Garden City, New York
E-mail: okoampaahoofe@optimum.net
I don't know much about the judicial culture of Ghana, but if we are to go by the performance of Judge Francis Obiri, the Accra Circuit Court judge who sentenced 36-year-old Mr. Charles Antwi to 10 years' imprisonment for allegedly attempting to assassinate President John Dramani Mahama, then the country is in deep trouble (See "Gunman Was Not Crazy - Judge Fights Back" Citifmonline.com / Ghanaweb.com 7/29/15). You see, when the prosecution involved in such a serious crime believes strongly that the accused may be mentally unsound to stand trial, but the non-specialist judge cavalierly brushes aside such well-founded misgiving on the dubious grounds that the accused exudes a demeanor of "confidence" and "charm" "while making his claims" and therefore is sane, then I strongly believe on the preceding count alone that maybe the judge deserves to be promptly dismissed from the bench and be recommended for psychiatric examination.
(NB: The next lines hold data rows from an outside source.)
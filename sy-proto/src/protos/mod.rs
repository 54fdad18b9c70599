// sy - typed protobuf envelope serialization
// Copyright Bitdrift, Inc. All rights reserved.
//
// Use of this source code is governed by a source available license that can be found in the
// LICENSE file or at:
// https://polyformproject.org/wp-content/uploads/2020/06/PolyForm-Shield-1.0.0.txt

pub mod testing;
pub mod wire;
// sy - typed protobuf envelope serialization
// Copyright Bitdrift, Inc. All rights reserved.
//
// Use of this source code is governed by a source available license that can be found in the
// LICENSE file or at:
// https://polyformproject.org/wp-content/uploads/2020/06/PolyForm-Shield-1.0.0.txt

#[cfg(test)]
#[path = "./error_test.rs"]
mod tests;

//
// Error
//

#[derive(thiserror::Error, Debug)]
pub enum Error {
  /// A contract method was left at its default implementation. This is a programming error in
  /// the concrete type.
  #[error("{type_name} does not implement {method}")]
  NotImplemented {
    type_name: &'static str,
    method: &'static str,
  },

  /// The tag resolved to a type whose schema is shared with other registered types.
  #[error("type {type_tag:?} cannot be resolved: schema {schema} is shared by {candidates:?}")]
  AmbiguousType {
    type_tag: String,
    schema: String,
    candidates: Vec<String>,
  },

  /// The schema maps back to more than one registered type.
  #[error("schema {schema} is shared by {candidates:?}")]
  AmbiguousSchema {
    schema: String,
    candidates: Vec<String>,
  },

  #[error("unknown type {type_tag:?}")]
  UnknownType { type_tag: String },

  #[error("no type is registered for schema {schema}")]
  UnknownSchema { schema: String },

  #[error("malformed envelope: {0}")]
  MalformedEnvelope(String),

  #[error("envelope of {size} bytes exceeds the {limit} byte limit")]
  EnvelopeTooLarge { size: usize, limit: usize },

  #[error("payload of {type_tag} does not parse as {schema}: {source}")]
  MalformedPayload {
    type_tag: String,
    schema: String,
    source: protobuf::Error,
  },

  #[error("no serialization mode specified, expected a schema object and/or bytes")]
  NoModeSpecified,

  #[error("type mismatch: expected {expected}, got {actual}")]
  TypeMismatch { expected: String, actual: String },

  #[error("type tag {type_tag:?} is already registered to a different type")]
  DuplicateTypeTag { type_tag: String },

  #[error("invalid wrapper {type_name}: {reason}")]
  InvalidWrapper {
    type_name: &'static str,
    reason: String,
  },

  #[error("the registry is sealed and no longer accepts registrations")]
  RegistrySealed,

  #[error("the global registry has already been initialized")]
  AlreadyInitialized,

  /// The type's own conversion rejected a value, e.g. a UUID payload that is not 16 bytes.
  #[error("{type_name} conversion failed: {source}")]
  Conversion {
    type_name: &'static str,
    source: anyhow::Error,
  },

  #[error("protobuf error: {0}")]
  Protobuf(#[from] protobuf::Error),

  #[error("invalid config: {0}")]
  Config(String),

  #[error("an io error occurred: {0}")]
  Io(#[from] std::io::Error),
}

impl Error {
  #[must_use]
  pub const fn not_implemented(type_name: &'static str, method: &'static str) -> Self {
    Self::NotImplemented { type_name, method }
  }

  pub fn conversion(type_name: &'static str, source: impl Into<anyhow::Error>) -> Self {
    Self::Conversion {
      type_name,
      source: source.into(),
    }
  }

  pub fn type_mismatch(expected: impl Into<String>, actual: impl Into<String>) -> Self {
    Self::TypeMismatch {
      expected: expected.into(),
      actual: actual.into(),
    }
  }

  /// Whether this is the error a contract method returns when it was not overridden.
  #[must_use]
  pub const fn is_not_implemented(&self) -> bool {
    matches!(self, Self::NotImplemented { .. })
  }
}

pub type Result<T> = std::result::Result<T, Error>;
For starters, it is not clear to me precisely how the determination to try Mr. Antwi in an Accra circuit court, rather than a high court, for allegedly attempting to assassinate the President of Ghana, was made. Well, Chief Justice Theodora Wood was widely reported to have been in attendance at the Ringway Gospel Assemblies of God Church on July 26 when Mr. Antwi, wielding a home-made hand-gun entered the building. We are also informed that it was some of the personal detail, or body guards, of the Chief Justice that apprehended and escorted the gunman out of the chapel. And so, perhaps, it is quite safe to presume that Mrs. Wood had a thing or two to do with the prosecution of the case. Even more significant to highlight is the flagrantly capricious basis upon which Judge Obiri clearly appears to have determined the sanity of the accused.
Well, is Judge Obiri, for instance, implying that the exudation of confidence, whatever the latter terminology is supposed to mean, is the unique and especial preserve of the sane and sound? And also that, invariably, people clinically classified as mentally challenged lack a "confident demeanor"? Well, one can almost be certain that some form of psychology constituted a part of the legal training of Judge Obiri; but it is equally certain that the circuit court benchman is not a board-certified psychologist and/or psychiatrist. And so why did Judge Obiri flatly refuse to afford Mr. Antwi the civil, human and judicial right to be clinically examined by a specialist before determining whether the alleged gunman was fit to stand trial, for both the statutory crimes of illegally possessing an unregistered handgun and attempting to assassinate President Mahama, even upon the request by the prosecutors involved in the case?
There is absolutely no doubt that Judge Obiri must have been under a lot of pressure to nail the convicted gunman, especially the imperative need not to be perceived by Mahama fanatics and hangers-on to be too clinical and professional with the case. Nonetheless, it was equally imperative for Judge Obiri to uphold the highest ethical standards in his handling of this first-class case of felony. You see, the test of Mr. Antwi's sanity rested far less on the surface details of what the accused intended to do, than whether the end-result for doing what he intended to do was practically achievable or sensible to the hearing and/or understanding of a normal human adult.
The accused stated rather incoherently that he wanted to kill President Mahama and assume the presidency himself, without readily recognizing the very elementary fact that if he succeeded in killing the president wthout also taking over the entire governance apparatus, it would be Vice-President Kwesi Bekoe Amissah-Arthur who would end up being constitutionally declared President of Ghana, and not Mr. Charles Antwi, the one-man battalion of the Dadiesoaba home-made artillery division of the Ghana Armed Forces. As well, the fact even if he succeeded in liquidating Mr. Mahama, or carrying out his patently morbid and deadly objective, the gunman would likely be executed right on the spot.
It is for the preceding observations that I am of the firm conviction that the scandalous sentencing of Mr. Antwi to 10 years' imprisonment ought to be promptly declared a mistrial. Judge Obiri must be assigned cases requiring the barest minimum of logic and moral depth of appreciation. Personally, I believe that the country's judicial system will be better served by having judges like Mr. Obiri resign their posts, retire with full pension benefits, or be reassigned to purely clerical and administrative duties. An injustice one too many, were the dear reader to ask me.